The address was, and is, 97 Orchard Street where 7,000 immigrants, many of them just off the proverbial boat from Germany, Ireland and other nations, lived between 1863 and 1935. When you walk up the stoop and into the building itself, past the storefronts just below street level that served clientele for many years after the apartments inside had been vacated, you step back in time.
That’s because the landlord evicted all the tenants who were living there in 1934, with the exception of one elderly woman named Fanny Rogarshevsky, the building’s senior resident who had raised her family there, transforming the kitchen into a bedroom for their daughters every night. She stayed on as something of the caretaker and janitor for four floors of empty apartments, each comprised of a basic three rooms and providing about 325 square feet for kitchen, bedrooms and living area. Fanny herself left in 1941 for quarters provided by her grown children. She had lived there for more than three decades, the early years as a young mother without electricity and running water. Many of the immigrants used the rooms for primitive versions of sweatshops, cutting, basting, stitching and sewing garment pieces in the so-called bargain district, which by 1910 was producing 70 percent of all women’s clothing in the country and 40 percent of all men’s. Fanny and her husband, Abraham, had come to America from Lithuania as Abram and Zippe Heller, and, as is often the lot of immigrants, their names changed after arriving in America. A family of eight people lived in those three rooms, and Abraham, a garment worker, working long hours in a dark unventilated shop and constantly breathing in fibers and dust, died from tuberculosis in 1918 after being bedridden and cared for by Fanny for many months.

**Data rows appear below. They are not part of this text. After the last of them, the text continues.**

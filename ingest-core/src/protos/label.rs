// pulse - bitdrift's observability proxy
// Copyright Bitdrift, Inc. All rights reserved.
//
// Use of this source code is governed by a source available license that can be found in the
// LICENSE file or at:
// https://polyformproject.org/wp-content/uploads/2020/06/PolyForm-Shield-1.0.0.txt

#[cfg(test)]
#[path = "./label_test.rs"]
mod label_test;

use std::fmt::Display;

// Reserved label carrying the metric name on the line protocol path.
pub const METRIC_NAME_LABEL: &str = "__name__";

//
// Label
//

// A single (name, value) pair identifying part of a series.
#[derive(PartialOrd, Eq, Ord, Debug, Clone, PartialEq, Hash, Default)]
pub struct Label {
  pub name: String,
  pub value: String,
}

impl Label {
  pub fn new(name: impl Into<String>, value: impl Into<String>) -> Self {
    Self {
      name: name.into(),
      value: value.into(),
    }
  }

  fn overwrite(&mut self, name: &str, value: &str) {
    self.name.clear();
    self.name.push_str(name);
    self.value.clear();
    self.value.push_str(value);
  }
}

impl Display for Label {
  fn fmt(&self, f: &mut std::fmt::Formatter<'_>) -> std::fmt::Result {
    write!(f, "{}={}", self.name, self.value)
  }
}

//
// LabelSet
//

/// An ordered label sequence that identifies one series. Labels are sorted by name (byte-wise) and
/// names are unique. When a name repeats in the input, the first occurrence wins.
///
/// A `LabelSet` can also be used as reusable scratch space. [`LabelSet::fill_from_map`] overwrites
/// the existing entries in place and only allocates when the new input has more labels than any
/// previous one.
#[derive(Clone, Debug, Default, Eq, Hash, PartialEq)]
pub struct LabelSet {
  labels: Vec<Label>,
}

impl LabelSet {
  #[must_use]
  pub fn new() -> Self {
    Self::default()
  }

  #[must_use]
  pub fn with_capacity(capacity: usize) -> Self {
    Self {
      labels: Vec::with_capacity(capacity),
    }
  }

  // Build a canonical set from labels in arbitrary order.
  #[must_use]
  pub fn from_labels(labels: Vec<Label>) -> Self {
    let mut set = Self { labels };
    set.canonicalize();
    set
  }

  /// Replace the contents of this set with the given name/value pairs and canonicalize. The
  /// backing buffer is truncated to exactly the number of pairs, so entries from a previous,
  /// larger input never leak into the result.
  pub fn fill_from_map<K: AsRef<str>, V: AsRef<str>>(
    &mut self,
    pairs: impl IntoIterator<Item = (K, V)>,
  ) {
    let mut filled = 0;
    for (name, value) in pairs {
      if let Some(label) = self.labels.get_mut(filled) {
        label.overwrite(name.as_ref(), value.as_ref());
      } else {
        self.labels.push(Label::new(name.as_ref(), value.as_ref()));
      }
      filled += 1;
    }
    self.labels.truncate(filled);
    self.canonicalize();
  }

  fn canonicalize(&mut self) {
    // Stable so that dedup below keeps the first occurrence of a name.
    self.labels.sort_by(|lhs, rhs| lhs.name.cmp(&rhs.name));
    self.labels.dedup_by(|current, kept| current.name == kept.name);
  }

  pub fn labels(&self) -> &[Label] {
    &self.labels
  }

  pub fn get(&self, name: &str) -> Option<&str> {
    self
      .labels
      .binary_search_by(|l| l.name.as_str().cmp(name))
      .ok()
      .map(|i| self.labels[i].value.as_str())
  }

  pub fn len(&self) -> usize {
    self.labels.len()
  }

  pub fn is_empty(&self) -> bool {
    self.labels.is_empty()
  }

  pub fn iter(&self) -> std::slice::Iter<'_, Label> {
    self.labels.iter()
  }

  pub fn capacity(&self) -> usize {
    self.labels.capacity()
  }
}

impl<'a> IntoIterator for &'a LabelSet {
  type Item = &'a Label;
  type IntoIter = std::slice::Iter<'a, Label>;

  fn into_iter(self) -> Self::IntoIter {
    self.labels.iter()
  }
}

impl Display for LabelSet {
  fn fmt(&self, f: &mut std::fmt::Formatter<'_>) -> std::fmt::Result {
    write!(f, "{{")?;
    for (i, label) in self.labels.iter().enumerate() {
      if i > 0 {
        write!(f, ", ")?;
      }
      write!(f, "{label}")?;
    }
    write!(f, "}}")
  }
}
// pulse - bitdrift's observability proxy
// Copyright Bitdrift, Inc. All rights reserved.
//
// Use of this source code is governed by a source available license that can be found in the
// LICENSE file or at:
// https://polyformproject.org/wp-content/uploads/2020/06/PolyForm-Shield-1.0.0.txt

#[cfg(test)]
#[path = "./time_test.rs"]
mod time_test;

use std::sync::Arc;
use std::sync::atomic::{AtomicI64, Ordering};
use thiserror::Error;
use time::OffsetDateTime;
use time::format_description::well_known::Rfc3339;

pub const NOW: &str = "now";

const MILLIS_PER_SECOND: u64 = 1000;
const MILLIS_PER_MINUTE: u64 = 60 * MILLIS_PER_SECOND;
const MILLIS_PER_HOUR: u64 = 60 * MILLIS_PER_MINUTE;
const MILLIS_PER_DAY: u64 = 24 * MILLIS_PER_HOUR;
const MILLIS_PER_WEEK: u64 = 7 * MILLIS_PER_DAY;

//
// TimeProvider
//

pub trait TimeProvider: Send + Sync + 'static {
  fn now_utc(&self) -> OffsetDateTime;

  #[allow(clippy::cast_possible_truncation)]
  fn unix_now_millis(&self) -> i64 {
    (self.now_utc().unix_timestamp_nanos() / 1_000_000) as i64
  }
}

//
// RealTimeProvider
//

pub struct RealTimeProvider {}

impl TimeProvider for RealTimeProvider {
  fn now_utc(&self) -> OffsetDateTime {
    OffsetDateTime::now_utc()
  }
}

//
// TestTimeProvider
//

// Time provider pinned to a settable millisecond epoch.
#[derive(Default)]
pub struct TestTimeProvider {
  pub time_ms: Arc<AtomicI64>,
}

impl TestTimeProvider {
  #[must_use]
  pub fn new(time_ms: i64) -> Self {
    Self {
      time_ms: Arc::new(AtomicI64::new(time_ms)),
    }
  }
}

impl TimeProvider for TestTimeProvider {
  fn now_utc(&self) -> OffsetDateTime {
    OffsetDateTime::from_unix_timestamp_nanos(
      i128::from(self.time_ms.load(Ordering::SeqCst)) * 1_000_000,
    )
    .unwrap_or(OffsetDateTime::UNIX_EPOCH)
  }

  fn unix_now_millis(&self) -> i64 {
    self.time_ms.load(Ordering::SeqCst)
  }
}

//
// TimeExpressionError
//

#[derive(Error, Debug, Eq, PartialEq)]
pub enum TimeExpressionError {
  #[error("invalid relative offset")]
  InvalidOffset,
  #[error("unknown offset unit '{0}'")]
  UnknownUnit(String),
  #[error("time is out of range")]
  OutOfRange,
  #[error("not a recognized time expression")]
  Unrecognized,
}

fn unit_to_millis(unit: &str) -> Result<u64, TimeExpressionError> {
  match unit {
    // Bare numbers are hours.
    "" | "h" => Ok(MILLIS_PER_HOUR),
    "ms" => Ok(1),
    "s" => Ok(MILLIS_PER_SECOND),
    "m" => Ok(MILLIS_PER_MINUTE),
    "d" => Ok(MILLIS_PER_DAY),
    "w" => Ok(MILLIS_PER_WEEK),
    _ => Err(TimeExpressionError::UnknownUnit(unit.to_string())),
  }
}

// Parse `<digits><unit>` into milliseconds. An empty offset is zero.
fn parse_offset(offset: &str) -> Result<i64, TimeExpressionError> {
  if offset.is_empty() {
    return Ok(0);
  }

  let digits_end = offset
    .find(|c: char| !c.is_ascii_digit())
    .unwrap_or(offset.len());
  let (digits, unit) = offset.split_at(digits_end);
  if digits.is_empty() {
    return Err(TimeExpressionError::InvalidOffset);
  }
  let amount: u64 = digits
    .parse()
    .map_err(|_| TimeExpressionError::OutOfRange)?;
  amount
    .checked_mul(unit_to_millis(unit)?)
    .and_then(|millis| i64::try_from(millis).ok())
    .ok_or(TimeExpressionError::OutOfRange)
}

// Resolve `now`, `now-<offset>` or `now+<offset>`. Returns None if the expression is not relative.
fn resolve_relative(
  expression: &str,
  time_provider: &dyn TimeProvider,
) -> Option<Result<i64, TimeExpressionError>> {
  let rest = expression.strip_prefix(NOW)?;
  let (negative, offset) = if rest.is_empty() {
    (false, "")
  } else if let Some(offset) = rest.strip_prefix('-') {
    (true, offset)
  } else if let Some(offset) = rest.strip_prefix('+') {
    (false, offset)
  } else {
    return None;
  };

  Some(parse_offset(offset).and_then(|offset| {
    let now = time_provider.unix_now_millis();
    let resolved = if negative {
      now.checked_sub(offset)
    } else {
      now.checked_add(offset)
    };
    resolved.ok_or(TimeExpressionError::OutOfRange)
  }))
}

fn resolve_rfc3339(expression: &str) -> Option<Result<i64, TimeExpressionError>> {
  let date_time = OffsetDateTime::parse(expression, &Rfc3339).ok()?;
  Some(
    i64::try_from(date_time.unix_timestamp_nanos() / 1_000_000)
      .map_err(|_| TimeExpressionError::OutOfRange),
  )
}

/// Resolve a time expression to an absolute millisecond epoch. Forms are tried in order:
///  - `now`, `now-<n><unit>`, `now+<n><unit>` relative to the provider's current time. Units are
///    `ms`, `s`, `m`, `h`, `d` and `w`. A missing unit means hours.
///  - A base 10 integer, taken as milliseconds since the epoch.
///  - An RFC 3339 date time.
///
/// Only the relative forms depend on the provider.
pub fn resolve_time_expression(
  expression: &str,
  time_provider: &dyn TimeProvider,
) -> Result<i64, TimeExpressionError> {
  if let Some(resolved) = resolve_relative(expression, time_provider) {
    return resolved;
  }
  if let Ok(epoch_ms) = expression.parse::<i64>() {
    return Ok(epoch_ms);
  }
  resolve_rfc3339(expression).unwrap_or(Err(TimeExpressionError::Unrecognized))
}
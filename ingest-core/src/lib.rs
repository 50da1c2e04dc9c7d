// pulse - bitdrift's observability proxy
// Copyright Bitdrift, Inc. All rights reserved.
//
// Use of this source code is governed by a source available license that can be found in the
// LICENSE file or at:
// https://polyformproject.org/wp-content/uploads/2020/06/PolyForm-Shield-1.0.0.txt

pub mod pipeline;
pub mod protos;
pub mod storage;
pub mod test;

#[cfg(test)]
#[ctor::ctor]
fn test_global_init() {
  use ingest_common::global_initialize;

  global_initialize();
}
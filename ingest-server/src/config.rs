// pulse - bitdrift's observability proxy
// Copyright Bitdrift, Inc. All rights reserved.
//
// Use of this source code is governed by a source available license that can be found in the
// LICENSE file or at:
// https://polyformproject.org/wp-content/uploads/2020/06/PolyForm-Shield-1.0.0.txt

#[cfg(test)]
#[path = "./config_test.rs"]
mod config_test;

use anyhow::{Context, bail};
use ingest_core::protos::Protocol;
use serde::Deserialize;
use std::time::Duration;

const DEFAULT_PATH: &str = "/ingest";
const DEFAULT_APPEND_FLUSH_TIMEOUT: Duration = Duration::from_secs(5);

// Routes served next to the ingest path.
pub const HEALTHCHECK_PATH: &str = "/healthcheck";
pub const METRICS_PATH: &str = "/metrics";

fn default_path() -> String {
  DEFAULT_PATH.to_string()
}

const fn default_append_flush_timeout() -> Duration {
  DEFAULT_APPEND_FLUSH_TIMEOUT
}

//
// Config
//

#[derive(Clone, Debug, Deserialize, PartialEq)]
#[serde(deny_unknown_fields)]
pub struct Config {
  // Listen address, e.g. `0.0.0.0:8080`.
  pub bind: String,

  // Route that accepts event bodies via POST.
  #[serde(default = "default_path")]
  pub path: String,

  #[serde(default)]
  pub protocol: Protocol,

  pub storage: StorageConfig,

  // How long to wait for in-flight appends when shutting down.
  #[serde(
    default = "default_append_flush_timeout",
    with = "humantime_serde"
  )]
  pub append_flush_timeout: Duration,
}

impl Config {
  pub fn validate(&self) -> anyhow::Result<()> {
    if self.bind.is_empty() {
      bail!("bind address must not be empty");
    }
    if !self.path.starts_with('/') {
      bail!("ingest path '{}' must start with '/'", self.path);
    }
    if self.path == HEALTHCHECK_PATH || self.path == METRICS_PATH {
      bail!("ingest path '{}' is reserved", self.path);
    }
    Ok(())
  }
}

//
// StorageConfig
//

#[derive(Clone, Copy, Debug, Deserialize, Eq, PartialEq)]
#[serde(rename_all = "snake_case")]
pub enum StorageType {
  Memory,
}

// Selects the storage backend. Every key other than `type` is connection configuration that is
// handed to the backend unchanged.
#[derive(Clone, Debug, Deserialize, PartialEq)]
pub struct StorageConfig {
  #[serde(rename = "type")]
  pub storage_type: StorageType,

  #[serde(flatten)]
  pub connection: serde_yaml::Mapping,
}

pub fn load_from_str(contents: &str) -> anyhow::Result<Config> {
  let config: Config = serde_yaml::from_str(contents)?;
  config.validate()?;
  Ok(config)
}

pub fn load_from_file(path: &str) -> anyhow::Result<Config> {
  let file_contents =
    std::fs::read_to_string(path).with_context(|| format!("can't read config file {path}"))?;
  load_from_str(&file_contents)
}
// pulse - bitdrift's observability proxy
// Copyright Bitdrift, Inc. All rights reserved.
//
// Use of this source code is governed by a source available license that can be found in the
// LICENSE file or at:
// https://polyformproject.org/wp-content/uploads/2020/06/PolyForm-Shield-1.0.0.txt

pub mod singleton;

use bd_log::SwapLogger;
use bd_panic::PanicType;

#[cfg(test)]
#[ctor::ctor]
fn test_global_init() {
  global_initialize();
}

pub fn global_initialize() {
  // Install the panic handler before the logger. A log line emitted with thread ids during ctor
  // can panic otherwise.
  bd_panic::default(PanicType::ForceAbort);

  SwapLogger::initialize();

  // The ingest host is deployed into environments we don't control, so always log panics on
  // release builds.
  #[cfg(not(debug_assertions))]
  unsafe {
    std::env::set_var("LOG_PANIC", "true");
  }

  log::debug!("global initialization complete");
}
impl<CS: CipherSuite> ClientRegistration<CS> {
    /// `CreateRegistrationRequest`: blinds the password.
    pub fn start<R: RngCore + CryptoRng>(
        rng: &mut R,
        password: &[u8],
    ) -> Result<ClientRegistrationStartResult<CS>, ProtocolError> {
        check_two_byte_length(password, "password")?;
        let blinded = oprf::blind(password, rng)?;
        Ok(ClientRegistrationStartResult {
            message: RegistrationRequest {
                blinded_element: group::element_to_bytes(&blinded.blinded_element),
            },
            state: Self {
                blind: blinded.blind,
                password: password.to_vec(),
                _cs: PhantomData,
            },
        })
    }

    /// `FinalizeRequest`: unblinds the server's evaluation, derives the
    /// randomized password, and seals the envelope. Returns the record for
    /// the server and the export key for the caller.
    pub fn finish<R: RngCore + CryptoRng>(
        self,
        rng: &mut R,
        response: &RegistrationResponse,
        ids: Identifiers<'_>,
    ) -> Result<ClientRegistrationFinishResult, ProtocolError> {
        let unblinded = Zeroizing::new(oprf::unblind(&self.blind, &response.evaluated_element)?);
        let randomized_pwd = oprf::finalize::<CS>(&self.password, &unblinded)?;

        let server_s_pk = PublicKey::from_bytes(&response.server_s_pk)?;
        let sealed = envelope::seal(rng, &randomized_pwd, &server_s_pk, ids)?;

        Ok(ClientRegistrationFinishResult {
            record: RegistrationRecord {
                client_s_pk: sealed.client_public_key.to_bytes(),
                masking_key: *sealed.masking_key,
                envelope: sealed.envelope,
            },
            export_key: sealed.export_key,
        })
    }
}

/// The secrets the server holds between answering a registration request
/// and storing the resulting record.
#[derive(Zeroize, ZeroizeOnDrop)]
pub struct ServerRegistration {
    oprf_key: Scalar,
    server_s_sk: PrivateKey,
}

pub struct ServerRegistrationStartResult {
    pub message: RegistrationResponse,
    pub state: ServerRegistration,
}

impl ServerRegistration {
    /// `CreateRegistrationResponse`: validates the blinded element, draws a
    /// per-user OPRF key, evaluates, and publishes the server public key.
    /// The long-term secret is caller-provided or freshly random.
    pub fn start<R: RngCore + CryptoRng>(
        rng: &mut R,
        request: &RegistrationRequest,
        server_s_sk: Option<PrivateKey>,
    ) -> Result<ServerRegistrationStartResult, ProtocolError> {
        let oprf_key = oprf::keygen(rng)?;
        let evaluated_element = oprf::evaluate(&oprf_key, &request.blinded_element)?;

        let server_s_sk = match server_s_sk {
            Some(key) => key,
            None => PrivateKey::random(rng)?,
        };
        let server_s_pk = server_s_sk.public_key();

        Ok(ServerRegistrationStartResult {
            message: RegistrationResponse {
                evaluated_element,
                server_s_pk: server_s_pk.to_bytes(),
            },
            state: ServerRegistration {
                oprf_key,
                server_s_sk,
            },
        })
    }

    /// `StoreUserRecord`: stitches the OPRF key, the long-term secret, and
    /// the client's record into the persistent user record. Deterministic in
    /// its inputs.
    pub fn finish(self, record: RegistrationRecord) -> UserRecord {
        UserRecord {
            oprf_key: self.oprf_key.to_bytes(),
            server_s_sk: self.server_s_sk.to_bytes(),
            record,
        }
    }
}
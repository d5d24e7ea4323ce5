// Copyright (c) Facebook, Inc. and its affiliates.
//
// This source code is licensed under both the MIT license found in the
// LICENSE-MIT file in the root directory of this source tree and the Apache
// License, Version 2.0 found in the LICENSE-APACHE file in the root directory
// of this source tree.

//! Helpers for the length-prefixed byte strings that appear inside hashed
//! and MACed inputs. All length prefixes are two bytes, big-endian.

use digest::Update;

pub(crate) fn i2osp2(len: usize) -> [u8; 2] {
    debug_assert!(len <= u16::MAX as usize);
    (len as u16).to_be_bytes()
}

/// Extension for hash and MAC states that absorb `I2OSP(len, 2) || bytes`
/// style fields.
pub(crate) trait UpdateExt: Update {
    fn update_prefixed(&mut self, bytes: &[u8]) {
        self.update(&i2osp2(bytes.len()));
        self.update(bytes);
    }
}

impl<T: Update> UpdateExt for T {}

#[cfg(test)]
mod tests {
    use digest::Digest;
    use sha2::Sha512;

    use super::*;

    #[test]
    fn prefixed_update_matches_manual_concatenation() {
        let mut streamed = Sha512::new();
        Update::update(&mut streamed, b"head");
        streamed.update_prefixed(b"body");

        let manual = Sha512::digest([b"head".as_slice(), &[0, 4], b"body"].concat());
        assert_eq!(streamed.finalize(), manual);
    }

    #[test]
    fn empty_field_still_carries_its_prefix() {
        let mut streamed = Sha512::new();
        streamed.update_prefixed(b"");
        assert_eq!(Sha512::digest([0u8, 0]), streamed.finalize());
    }
}
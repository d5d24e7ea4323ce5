// Copyright (c) Facebook, Inc. and its affiliates.
//
// This source code is licensed under both the MIT license found in the
// LICENSE-MIT file in the root directory of this source tree and the Apache
// License, Version 2.0 found in the LICENSE-APACHE file in the root directory
// of this source tree.

//! Thin wrappers around ristretto255 point and scalar arithmetic.
//!
//! Everything a peer can influence comes through [`element_from_slice`],
//! which enforces the canonical validity check (decompression succeeds and
//! the element is not the identity) before the bytes are ever used as the
//! base of a scalar multiplication.

use curve25519_dalek::constants::RISTRETTO_BASEPOINT_TABLE;
use curve25519_dalek::ristretto::{CompressedRistretto, RistrettoPoint};
use curve25519_dalek::scalar::Scalar;
use curve25519_dalek::traits::Identity;
use rand::{CryptoRng, RngCore};
use zeroize::Zeroizing;

use crate::errors::ProtocolError;
use crate::hash2curve::{expand_message_xmd, STR_HASH_TO_GROUP};

/// Length of a serialized group element.
pub const ELEMENT_LEN: usize = 32;
/// Length of a serialized scalar.
pub const SCALAR_LEN: usize = 32;

const UNIFORM_BYTES_LEN: usize = 64;

/// Samples a uniform non-zero scalar by wide reduction of 64 RNG bytes.
pub(crate) fn random_scalar<R: RngCore + CryptoRng>(rng: &mut R) -> Result<Scalar, ProtocolError> {
    loop {
        let mut wide = Zeroizing::new([0u8; UNIFORM_BYTES_LEN]);
        rng.try_fill_bytes(wide.as_mut())
            .map_err(|_| ProtocolError::Randomness)?;
        let scalar = Scalar::from_bytes_mod_order_wide(&wide);
        if scalar != Scalar::ZERO {
            return Ok(scalar);
        }
    }
}

pub(crate) fn scalar_invert(scalar: &Scalar) -> Result<Scalar, ProtocolError> {
    if scalar == &Scalar::ZERO {
        return Err(ProtocolError::InvalidPoint);
    }
    Ok(scalar.invert())
}

/// Deserializes a canonical scalar, e.g. when rebuilding client state.
pub(crate) fn scalar_from_slice(bytes: &[u8; SCALAR_LEN]) -> Result<Scalar, ProtocolError> {
    Option::from(Scalar::from_canonical_bytes(*bytes)).ok_or(ProtocolError::InvalidPoint)
}

/// The canonical is-valid-point check applied to all peer-supplied element
/// encodings: must decompress and must not be the identity.
pub(crate) fn element_from_slice(
    bytes: &[u8; ELEMENT_LEN],
) -> Result<RistrettoPoint, ProtocolError> {
    let element = CompressedRistretto(*bytes)
        .decompress()
        .ok_or(ProtocolError::InvalidPoint)?;
    if element == RistrettoPoint::identity() {
        return Err(ProtocolError::InvalidPoint);
    }
    Ok(element)
}

pub(crate) fn scalarmult_base(scalar: &Scalar) -> RistrettoPoint {
    scalar * RISTRETTO_BASEPOINT_TABLE
}

/// Scalar multiplication with the identity-result rejection libsodium
/// applies to its `crypto_scalarmult_ristretto255`.
pub(crate) fn scalarmult(
    scalar: &Scalar,
    element: &RistrettoPoint,
) -> Result<RistrettoPoint, ProtocolError> {
    let product = element * scalar;
    if product == RistrettoPoint::identity() {
        return Err(ProtocolError::InvalidPoint);
    }
    Ok(product)
}

pub(crate) fn element_to_bytes(element: &RistrettoPoint) -> [u8; ELEMENT_LEN] {
    element.compress().to_bytes()
}

/// `HashToGroup`: expands `msg` to 64 uniform bytes under the group DST and
/// maps them through the ristretto255 one-way map.
pub(crate) fn hash_to_group(msg: &[&[u8]]) -> Result<RistrettoPoint, ProtocolError> {
    let mut uniform_bytes = Zeroizing::new([0u8; UNIFORM_BYTES_LEN]);
    expand_message_xmd(msg, STR_HASH_TO_GROUP, uniform_bytes.as_mut())?;
    Ok(RistrettoPoint::from_uniform_bytes(&uniform_bytes))
}

/// `HashToScalar`: expands `msg` to 64 uniform bytes under `dst` and reduces
/// them mod the group order.
pub(crate) fn hash_to_scalar(msg: &[&[u8]], dst: &[u8]) -> Result<Scalar, ProtocolError> {
    let mut uniform_bytes = Zeroizing::new([0u8; UNIFORM_BYTES_LEN]);
    expand_message_xmd(msg, dst, uniform_bytes.as_mut())?;
    Ok(Scalar::from_bytes_mod_order_wide(&uniform_bytes))
}

#[cfg(test)]
mod tests {
    use rand::rngs::OsRng;

    use super::*;
    use crate::hash2curve::STR_HASH_TO_SCALAR;

    #[test]
    fn identity_encoding_is_rejected() {
        assert_eq!(
            element_from_slice(&[0u8; ELEMENT_LEN]),
            Err(ProtocolError::InvalidPoint)
        );
    }

    #[test]
    fn non_canonical_encoding_is_rejected() {
        // 2^255 - 1 is not a field element encoding.
        let bytes = [0xffu8; ELEMENT_LEN];
        assert_eq!(element_from_slice(&bytes), Err(ProtocolError::InvalidPoint));
    }

    #[test]
    fn valid_encoding_round_trips() {
        let mut rng = OsRng;
        let point = scalarmult_base(&random_scalar(&mut rng).unwrap());
        let bytes = element_to_bytes(&point);
        assert_eq!(element_from_slice(&bytes).unwrap(), point);
    }

    #[test]
    fn invert_undoes_multiplication() {
        let mut rng = OsRng;
        let r = random_scalar(&mut rng).unwrap();
        let p = hash_to_group(&[b"some input"]).unwrap();
        let blinded = scalarmult(&r, &p).unwrap();
        let unblinded = scalarmult(&scalar_invert(&r).unwrap(), &blinded).unwrap();
        assert_eq!(element_to_bytes(&unblinded), element_to_bytes(&p));
    }

    #[test]
    fn zero_scalar_cannot_be_inverted() {
        assert_eq!(
            scalar_invert(&Scalar::ZERO),
            Err(ProtocolError::InvalidPoint)
        );
    }

    #[test]
    fn hash_to_scalar_is_deterministic_and_tagged() {
        let a = hash_to_scalar(&[b"seed"], STR_HASH_TO_SCALAR).unwrap();
        let b = hash_to_scalar(&[b"seed"], STR_HASH_TO_SCALAR).unwrap();
        let c = hash_to_scalar(&[b"seed"], crate::hash2curve::STR_DERIVE_AUTH_KEY_PAIR).unwrap();
        assert_eq!(a, b);
        assert_ne!(a, c);
    }
}
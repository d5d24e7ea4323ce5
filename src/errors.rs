// Copyright (c) Facebook, Inc. and its affiliates.
//
// This source code is licensed under both the MIT license found in the
// LICENSE-MIT file in the root directory of this source tree and the Apache
// License, Version 2.0 found in the LICENSE-APACHE file in the root directory
// of this source tree.

//! A list of error types which are produced during an execution of the
//! protocol

use displaydoc::Display;

/// Represents an error occurring during the protocol
///
/// Every failing operation zeroizes the secret buffers it owns before
/// returning one of these discriminants; no variant carries data derived
/// from secrets.
///
/// Callers relaying a failure to the peer must answer uniformly for
/// [`EnvelopeRecovery`](ProtocolError::EnvelopeRecovery) and
/// [`Handshake`](ProtocolError::Handshake): distinguishing them on the wire
/// turns credential recovery into a password oracle.
#[derive(Clone, Copy, Debug, Display, Eq, Hash, PartialEq)]
pub enum ProtocolError {
    /// Peer-supplied group element failed the ristretto255 validity check
    InvalidPoint,
    /// Envelope contents could not be authenticated
    EnvelopeRecovery,
    /// A handshake MAC did not match its expected value
    Handshake,
    /// The password hardening function failed
    Ksf,
    /// The random number generator failed to produce output
    Randomness,
    /// {name} is of incorrect size: expected {len}, got {actual_len}
    SizeError {
        /// name of the byte sequence checked
        name: &'static str,
        /// expected size
        len: usize,
        /// actual size
        actual_len: usize,
    },
}

impl std::error::Error for ProtocolError {}

pub(crate) mod utils {
    use super::ProtocolError;

    pub fn check_slice_size<'a>(
        slice: &'a [u8],
        expected_len: usize,
        arg_name: &'static str,
    ) -> Result<&'a [u8], ProtocolError> {
        if slice.len() != expected_len {
            return Err(ProtocolError::SizeError {
                name: arg_name,
                len: expected_len,
                actual_len: slice.len(),
            });
        }
        Ok(slice)
    }

    /// Rejects any byte string whose length cannot be carried in the
    /// two-byte, big-endian prefixes used throughout the wire formats.
    pub fn check_two_byte_length<'a>(
        bytes: &'a [u8],
        arg_name: &'static str,
    ) -> Result<&'a [u8], ProtocolError> {
        if bytes.len() > u16::MAX as usize {
            return Err(ProtocolError::SizeError {
                name: arg_name,
                len: u16::MAX as usize,
                actual_len: bytes.len(),
            });
        }
        Ok(bytes)
    }
}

As I walked through the rooms at 97 Orchard Street, now fittingly the property of the Lower East Side Tenement Museum, I thought about Fanny and others like her walking up and down flights of steps to fetch water for the most basic of needs. It was these steps that led to the evictions in 1934, with the landlord abstaining from the expense of getting those historic and steep stairways up to code. There was even a shared privy in the so-called backyard of the building—a composite of three or four outhouses—that was the only restroom facility for the tenants. That, too, required trekking up and down the precipitous steps for the first few decades after the building was constructed in 1863. With more than a dozen families in the building at a given time—some with six, seven and eight members—there was a definite need for a professional with an intriguing name, the midnight soiler. He was the one who cleaned out the human waste accumulating at such communal repositories throughout the Lower East Side.
One of the tragic aspects of the lives of these urban settlers in what is a nation of immigrants was the infant mortality rate. Children of immigrants at that time died at 10 times the rate of the children of the native born. This was dramatized in an apartment restored to look as it would have when a family of Irish immigrants, the Moores, lived there in 1869 and helplessly watched their daughter, Agnes, waste away and die at the age of five months. One of the rooms is even set up as it would have been at the dead child’s wake, a tradition in Irish mourning. For many Irish immigrants who sailed to America, an “American wake” was held for them by family and friends before departing because they knew they would never see them again.
As a resident of rural and small-town America—and dairy country at that—I found all of this to be fascinating. I live in town, but like the folks in the countryside, I walk freely in and out of my house and am surrounded by trees, grass and living things other than people. I tried to imagine life in these stacked rooms crammed with humanity, doubling as living and work space with people literally working themselves to death. Most of all, I dwelled on the ultimate indignity of little Agnes Moore’s death. She died of a form of malnutrition, called marasmus on her death certificate, and a contributor to her death was the milk that was sold on the streets.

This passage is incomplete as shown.